Prediction of the failure of engineering structure employing computational methods. Continuum models for material failure in brittle and ductile materials. Cohesive zone models for material failure. Material parameter determination strategies. Numerical implementation of constitutive models in finite element codes. Applications to engineering structures on the macro-micro and nanoscale.
Typically offered every other spring semester. 3 credit hours.
Learning Objective: Gain understanding of current methods to compute fracture and fatigue in engineering materials and structures.
Graduate student standing, Graduate level Mechanics of Materials (required), Finite Element Method (required), Fracture Mechanics (suggested but not required)
Spring 2020 - Tuesday/Thursday 1:30PM - 2:45PM
Two projects analyzing failure of load carrying structures, can be job related. Projects will be related to the computational failure analysis of engineering structures.
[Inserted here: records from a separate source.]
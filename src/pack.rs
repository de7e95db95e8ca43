/*
   Copyright 2018 Ilya Epifanov

   Licensed under the Apache License, Version 2.0, <LICENSE-APACHE or
   http://apache.org/licenses/LICENSE-2.0> or the MIT license <LICENSE-MIT or
   http://opensource.org/licenses/MIT>, at your option. This file may not be
   copied, modified, or distributed except according to those terms.
*/
//! Multisynth parameter block packing.
//!
//! Every Multisynth, feedback or output, is configured through 8 consecutive
//! registers:
//!
//! | byte | content                                           |
//! |------|---------------------------------------------------|
//! | 0    | denominator[15:8]                                 |
//! | 1    | denominator[7:0]                                  |
//! | 2    | R_DIV[2:0] @ 6:4, DIVBY4[1:0] @ 3:2, integer[17:16] |
//! | 3    | integer[15:8]                                     |
//! | 4    | integer[7:0]                                      |
//! | 5    | denominator[19:16] @ 7:4, numerator[19:16] @ 3:0  |
//! | 6    | numerator[15:8]                                   |
//! | 7    | numerator[7:0]                                    |

use crate::divider::{DividerSpec, OutputDivider};
use crate::seek::{StageConfig, DIV_BY_4_MODE};
use crate::Error;

/// Largest integer part, 18 bits.
pub const INTEGER_MAX: u32 = 0x3ffff;

/// Largest numerator, 20 bits.
pub const NUMERATOR_MAX: u32 = 0xfffff;

/// Largest denominator, 20 bits.
pub const DENOMINATOR_MAX: u32 = 0xfffff;

bitflags! {
    /// Byte 2 of a Multisynth parameter block.
    pub struct MultisynthParamBits: u8 {
        const R_DIV_MASK = 0b0111_0000;
        const DIVBY4 = 0b0000_1100;
        const INTEGER_HI_MASK = 0b0000_0011;
    }
}

const R_DIV_SHIFT: u8 = 4;
const DIVBY4_SHIFT: u8 = 2;

/// Packs a Multisynth parameter block.
///
/// `div_by_4` is `0b00` or `0b11`, `r_div` a power of two in 1..=128. The
/// PLL feedback Multisynth always takes `div_by_4 = 0` and `r_div = 1`.
pub fn pack(
    integer: u32,
    numerator: u32,
    denominator: u32,
    div_by_4: u32,
    r_div: u32,
) -> Result<[u8; 8], Error> {
    if integer > INTEGER_MAX {
        return Err(Error::IntegerOverflow);
    }
    if numerator > NUMERATOR_MAX {
        return Err(Error::NumeratorOverflow);
    }
    if denominator > DENOMINATOR_MAX {
        return Err(Error::DenominatorOverflow);
    }
    if div_by_4 != 0 && div_by_4 != DIV_BY_4_MODE as u32 {
        return Err(Error::InvalidDivBy4);
    }
    let r_div = OutputDivider::from_divisor(r_div)?;

    let mode = ((r_div.bits() << R_DIV_SHIFT) & MultisynthParamBits::R_DIV_MASK.bits())
        | (((div_by_4 as u8) << DIVBY4_SHIFT) & MultisynthParamBits::DIVBY4.bits())
        | (((integer & 0x0003_0000) >> 16) as u8 & MultisynthParamBits::INTEGER_HI_MASK.bits());

    Ok([
        ((denominator & 0x0000_FF00) >> 8) as u8,
        denominator as u8,
        mode,
        ((integer & 0x0000_FF00) >> 8) as u8,
        integer as u8,
        (((denominator & 0x000F_0000) >> 12) | ((numerator & 0x000F_0000) >> 16)) as u8,
        ((numerator & 0x0000_FF00) >> 8) as u8,
        numerator as u8,
    ])
}

/// [`pack`] for a [`DividerSpec`].
pub fn pack_divider(
    divider: &DividerSpec,
    div_by_4: u8,
    r_div: OutputDivider,
) -> Result<[u8; 8], Error> {
    pack(
        divider.integer_part,
        divider.numerator,
        divider.denominator,
        div_by_4 as u32,
        r_div.divisor(),
    )
}

impl StageConfig {
    /// Parameter blocks for the PLL feedback Multisynth and the output
    /// Multisynth, in that order.
    ///
    /// Fails with [`Error::DenominatorOverflow`] when the exact PLL fraction
    /// needs a denominator wider than 20 bits.
    pub fn registers(&self) -> Result<([u8; 8], [u8; 8]), Error> {
        let pll = pack_divider(&self.stage1, 0, OutputDivider::Div1)?;
        let ms = pack_divider(&self.stage2, self.div_by_4, self.r_div)?;
        Ok((pll, ms))
    }
}
/*
   Copyright 2018 Ilya Epifanov

   Licensed under the Apache License, Version 2.0, <LICENSE-APACHE or
   http://apache.org/licenses/LICENSE-2.0> or the MIT license <LICENSE-MIT or
   http://opensource.org/licenses/MIT>, at your option. This file may not be
   copied, modified, or distributed except according to those terms.
*/
/*!
Divider configuration for the [Si5351] clock generator.

## The Device

The Silicon Labs [Si5351] is an any-frequency CMOS clock generator. An output
is produced by a chain of three dividers:

* the PLL feedback Multisynth, which multiplies the crystal up to the VCO
  (600 - 900 MHz),
* the output Multisynth, which divides the VCO down,
* the R output divider, a power of two in 1..=128.

```text
Fout = Fxtal * (a1 + b1/c1) / ((a2 + b2/c2) * R)
```

This crate does not talk to the chip. It finds the divider values and packs
them into the 8 byte parameter blocks of [AN619], ready to be written by
whatever transport the caller has.

## Usage

Find the dividers for an output frequency:

```
use si5351_config_seek::seek;

let config = seek(25_000_000, 14_175_000, true)?;
assert_eq!(config.output_frequency(25_000_000), 14_175_000);
# Ok::<(), si5351_config_seek::Error>(())
```

Then pack both stages into register images:

```
# use si5351_config_seek::seek;
# let config = seek(25_000_000, 14_175_000, true)?;
let (pll_block, ms_block) = config.registers()?;
# Ok::<(), si5351_config_seek::Error>(())
```

Single blocks can also be packed directly:

```
use si5351_config_seek::pack;

let block = pack(36, 0, 1, 0, 1)?;
assert_eq!(block, [0x00, 0x01, 0x00, 0x00, 0x24, 0x00, 0x00, 0x00]);
# Ok::<(), si5351_config_seek::Error>(())
```

[Si5351]: https://www.silabs.com/documents/public/data-sheets/Si5351-B.pdf
[AN619]: https://www.silabs.com/documents/public/application-notes/AN619.pdf
*/
#![no_std]

#[macro_use]
extern crate bitflags;

use core::fmt;

/// Forwards to `log::debug!` when the `log` feature is enabled.
macro_rules! debug {
    ($($arg:tt)*) => {
        #[cfg(feature = "log")]
        log::debug!($($arg)*);
    };
}

pub mod divider;
pub mod pack;
pub mod seek;

pub use crate::divider::{DividerSpec, OutputDivider};
pub use crate::pack::{pack, pack_divider, MultisynthParamBits};
pub use crate::seek::{seek, StageConfig};

#[derive(Debug, Copy, Clone, PartialEq, Eq)]
pub enum Error {
    /// Crystal frequency outside 10 MHz..=40 MHz.
    InvalidCrystalFrequency,
    /// Output frequency outside (2 Hz, 200 MHz].
    InvalidOutputFrequency,
    /// No divider chain keeps the VCO and the dividers within chip limits.
    NoSolution,
    /// Integer part wider than 18 bits.
    IntegerOverflow,
    /// Numerator wider than 20 bits.
    NumeratorOverflow,
    /// Denominator wider than 20 bits.
    DenominatorOverflow,
    /// Divide by 4 field other than 0b00 or 0b11.
    InvalidDivBy4,
    /// R divider that is not a power of two in 1..=128.
    InvalidOutputDivider,
}

impl Error {
    /// True for errors caused by packing parameters that break the register
    /// field contract, as opposed to a seek that found no configuration.
    pub fn is_contract_violation(&self) -> bool {
        match self {
            Error::InvalidCrystalFrequency | Error::InvalidOutputFrequency | Error::NoSolution => {
                false
            }
            Error::IntegerOverflow
            | Error::NumeratorOverflow
            | Error::DenominatorOverflow
            | Error::InvalidDivBy4
            | Error::InvalidOutputDivider => true,
        }
    }
}

impl fmt::Display for Error {
    fn fmt(&self, f: &mut fmt::Formatter) -> fmt::Result {
        match self {
            Error::InvalidCrystalFrequency => write!(f, "Invalid Crystal Frequency"),
            Error::InvalidOutputFrequency => write!(f, "Invalid Output Frequency"),
            Error::NoSolution => write!(f, "No Divider Configuration"),
            Error::IntegerOverflow => write!(f, "Integer Part Overflow"),
            Error::NumeratorOverflow => write!(f, "Numerator Overflow"),
            Error::DenominatorOverflow => write!(f, "Denominator Overflow"),
            Error::InvalidDivBy4 => write!(f, "Invalid Divide By 4 Mode"),
            Error::InvalidOutputDivider => write!(f, "Invalid Output Divider"),
        }
    }
}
2 Midterm Exams and no final.
None, lecture notes will be provided, hand-outs from recent literature provided. References: J. Lemairte, A course on damage mechanics, 2nd ed., Springer, 1996. ABAQUS, Theory Manual. ABAQUS, Standard User Manual. T.L. Anderson, Fracture Mechanics: Fundamentals and Applications, 2nd ed., CRC. J. Lemaitre, Handbook of materials behavior models, Vol. 1-3, Academic Press.
ProEd Minimum Computer Requirements. ABAQUS FE software student edition, X11 on OS-X or Cygwin on WINDOWS.